Future studies will acquire gene expression and cytokine profiles on selected normal tissues taken from mice treated with various combinations of the Tempol diet and TBI (both at different times pre- and post-treatment) to gain insight as to the mechanism(s) of Tempol-mediated effects relative to TBI-induced carcinogenesis. Our research has demonstrated that nitroxides are a versatile class of antioxidants and our future studies will be centered on better understanding their mechanism of action as well as conducting the necessary studies to move them toward clinical trials where indicated.

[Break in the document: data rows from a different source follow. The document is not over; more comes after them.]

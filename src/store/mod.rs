//! Persistence layer: libSQL-backed storage for messages, contacts,
//! policies, and the delivery log.

pub mod libsql_backend;
pub mod migrations;
pub mod models;
pub mod traits;

pub use libsql_backend::LibSqlBackend;
pub use traits::Database;
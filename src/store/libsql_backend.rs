//! libSQL backend: async `Database` trait implementation.
//!
//! Supports local file and in-memory databases. Create-if-absent paths use
//! `INSERT OR IGNORE` followed by a read, so concurrent callers converge on
//! the same row.

use std::path::Path;
use std::sync::Arc;

use async_trait::async_trait;
use chrono::{DateTime, Utc};
use libsql::{Connection, Database as LibSqlDatabase, params};
use tracing::{debug, info};
use uuid::Uuid;

use crate::error::DatabaseError;
use crate::pipeline::types::{Draft, Intent};
use crate::store::migrations;
use crate::store::models::{
    Contact, DeliveryLog, DeliveryStatus, Direction, InsertOutcome, NewDeliveryLog, NewMessage,
    ReplyPolicy, Segment, StoredMessage,
};
use crate::store::traits::Database;

/// libSQL database backend.
///
/// Stores a single connection that is reused for all operations.
/// `libsql::Connection` is `Send + Sync` and safe for concurrent async use.
pub struct LibSqlBackend {
    #[allow(dead_code)]
    db: Arc<LibSqlDatabase>,
    conn: Connection,
}

impl LibSqlBackend {
    /// Open (or create) a local database file and run migrations.
    pub async fn new_local(path: &Path) -> Result<Self, DatabaseError> {
        if let Some(parent) = path.parent()
            && !parent.as_os_str().is_empty()
        {
            std::fs::create_dir_all(parent).map_err(|e| {
                DatabaseError::Pool(format!("Failed to create database directory: {e}"))
            })?;
        }

        let db = libsql::Builder::new_local(path)
            .build()
            .await
            .map_err(|e| DatabaseError::Pool(format!("Failed to open libSQL database: {e}")))?;

        let backend = Self::from_database(db).await?;
        info!(path = %path.display(), "Database opened");
        Ok(backend)
    }

    /// Create an in-memory database (for tests).
    pub async fn new_memory() -> Result<Self, DatabaseError> {
        let db = libsql::Builder::new_local(":memory:")
            .build()
            .await
            .map_err(|e| {
                DatabaseError::Pool(format!("Failed to create in-memory database: {e}"))
            })?;

        Self::from_database(db).await
    }

    async fn from_database(db: LibSqlDatabase) -> Result<Self, DatabaseError> {
        let conn = db
            .connect()
            .map_err(|e| DatabaseError::Pool(format!("Failed to create connection: {e}")))?;

        let backend = Self {
            db: Arc::new(db),
            conn,
        };
        backend.run_migrations().await?;
        Ok(backend)
    }

    /// Get the connection.
    fn conn(&self) -> &Connection {
        &self.conn
    }

    async fn query_one<T>(
        &self,
        op: &str,
        sql: &str,
        params: impl libsql::params::IntoParams,
        map: fn(&libsql::Row) -> Result<T, libsql::Error>,
    ) -> Result<Option<T>, DatabaseError> {
        let mut rows = self
            .conn()
            .query(sql, params)
            .await
            .map_err(|e| DatabaseError::Query(format!("{op}: {e}")))?;

        match rows.next().await {
            Ok(Some(row)) => {
                let value =
                    map(&row).map_err(|e| DatabaseError::Query(format!("{op} row parse: {e}")))?;
                Ok(Some(value))
            }
            Ok(None) => Ok(None),
            Err(e) => Err(DatabaseError::Query(format!("{op}: {e}"))),
        }
    }

    async fn query_all<T>(
        &self,
        op: &str,
        sql: &str,
        params: impl libsql::params::IntoParams,
        map: fn(&libsql::Row) -> Result<T, libsql::Error>,
    ) -> Result<Vec<T>, DatabaseError> {
        let mut rows = self
            .conn()
            .query(sql, params)
            .await
            .map_err(|e| DatabaseError::Query(format!("{op}: {e}")))?;

        let mut out = Vec::new();
        while let Some(row) = rows
            .next()
            .await
            .map_err(|e| DatabaseError::Query(format!("{op}: {e}")))?
        {
            out.push(map(&row).map_err(|e| DatabaseError::Query(format!("{op} row parse: {e}")))?);
        }
        Ok(out)
    }
}

// ── Helper functions ────────────────────────────────────────────────

/// Parse an RFC 3339 or SQLite datetime string into DateTime<Utc>.
fn parse_datetime(s: &str) -> DateTime<Utc> {
    if let Ok(dt) = DateTime::parse_from_rfc3339(s) {
        return dt.with_timezone(&Utc);
    }
    if let Ok(ndt) = chrono::NaiveDateTime::parse_from_str(s, "%Y-%m-%d %H:%M:%S%.f") {
        return ndt.and_utc();
    }
    if let Ok(ndt) = chrono::NaiveDateTime::parse_from_str(s, "%Y-%m-%d %H:%M:%S") {
        return ndt.and_utc();
    }
    DateTime::<Utc>::MIN_UTC
}

/// Convert `Option<&str>` to libsql Value.
fn opt_text(s: Option<&str>) -> libsql::Value {
    match s {
        Some(s) => libsql::Value::Text(s.to_string()),
        None => libsql::Value::Null,
    }
}

fn opt_integer(n: Option<u64>) -> libsql::Value {
    match n {
        Some(n) => libsql::Value::Integer(n as i64),
        None => libsql::Value::Null,
    }
}

const MESSAGE_COLUMNS: &str = "id, platform_message_id, thread_id, sender_id, direction, text, received_at, intent, confidence, suggested_reply, needs_human_approval, created_at";

const DELIVERY_LOG_COLUMNS: &str = "id, message_id, status, error, latency_ms, created_at";

/// Map a libsql Row to a StoredMessage. Column order matches MESSAGE_COLUMNS.
fn row_to_message(row: &libsql::Row) -> Result<StoredMessage, libsql::Error> {
    let direction: String = row.get(4)?;
    let received_str: String = row.get(6)?;
    let intent: Option<String> = row.get(7).ok();
    let confidence: Option<f64> = row.get(8).ok();
    let needs_approval: Option<i64> = row.get(10).ok();
    let created_str: String = row.get(11)?;

    Ok(StoredMessage {
        id: row.get(0)?,
        platform_message_id: row.get(1)?,
        thread_id: row.get(2)?,
        sender_id: row.get(3)?,
        direction: Direction::parse(&direction),
        text: row.get(5)?,
        received_at: parse_datetime(&received_str),
        intent: intent.as_deref().map(Intent::parse),
        confidence: confidence.map(|c| c as f32),
        suggested_reply: row.get(9).ok(),
        needs_human_approval: needs_approval.map(|n| n != 0),
        created_at: parse_datetime(&created_str),
    })
}

fn row_to_contact(row: &libsql::Row) -> Result<Contact, libsql::Error> {
    let segment: String = row.get(1)?;
    let created_str: String = row.get(2)?;
    let updated_str: String = row.get(3)?;
    Ok(Contact {
        sender_id: row.get(0)?,
        segment: segment.parse().unwrap_or_default(),
        created_at: parse_datetime(&created_str),
        updated_at: parse_datetime(&updated_str),
    })
}

fn row_to_policy(row: &libsql::Row) -> Result<ReplyPolicy, libsql::Error> {
    let segment: String = row.get(0)?;
    let auto_send: i64 = row.get(1)?;
    let require_human_approval: i64 = row.get(2)?;
    Ok(ReplyPolicy {
        segment: segment.parse().unwrap_or_default(),
        auto_send: auto_send != 0,
        require_human_approval: require_human_approval != 0,
        template: row.get(3).ok(),
    })
}

/// Column order matches DELIVERY_LOG_COLUMNS. Unknown statuses read as ERROR.
fn row_to_delivery_log(row: &libsql::Row) -> Result<DeliveryLog, libsql::Error> {
    let status: String = row.get(2)?;
    let latency: Option<i64> = row.get(4).ok();
    let created_str: String = row.get(5)?;
    Ok(DeliveryLog {
        id: row.get(0)?,
        message_id: row.get(1)?,
        status: status.parse().unwrap_or(DeliveryStatus::Error),
        error: row.get(3).ok(),
        latency_ms: latency.map(|l| l.max(0) as u64),
        created_at: parse_datetime(&created_str),
    })
}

Dynamic Imaging of LDH Inhibition in Tumors Reveals Rapid In Vivo Metabolic Rewiring and Vulnerability to Combination Therapy
Metabolic and Physiologic Imaging Biomarkers of the Tumor Microenvironment Predict Treatment Outcome with Radiation or a Hypoxia-Activated Prodrug in Mice
Abemaciclib, a Selective CDK4/6 Inhibitor, Enhances the Radiosensitivity of Non-Small Cell Lung Cancer In Vitro and In Vivo
James B. Mitchell, Ph.D.
Dr. Mitchell received his Ph.D. from Colorado State University in cellular radiation biology in 1978. He came to the NIH and the Radiation Oncology Branch of the NCI in 1979 and became an independent investigator in 1984. He served as chief of the Radiobiology Section and later as deputy branch chief of the Radiation Oncology Branch. In 1993, he was named chief of the Radiation Biology Branch. In 2009, the American Society of Therapeutic Radiation Oncology named Dr. Mitchell an ASTRO Fellow and in 2010 he received the Failla Award from the Radiation Research Society.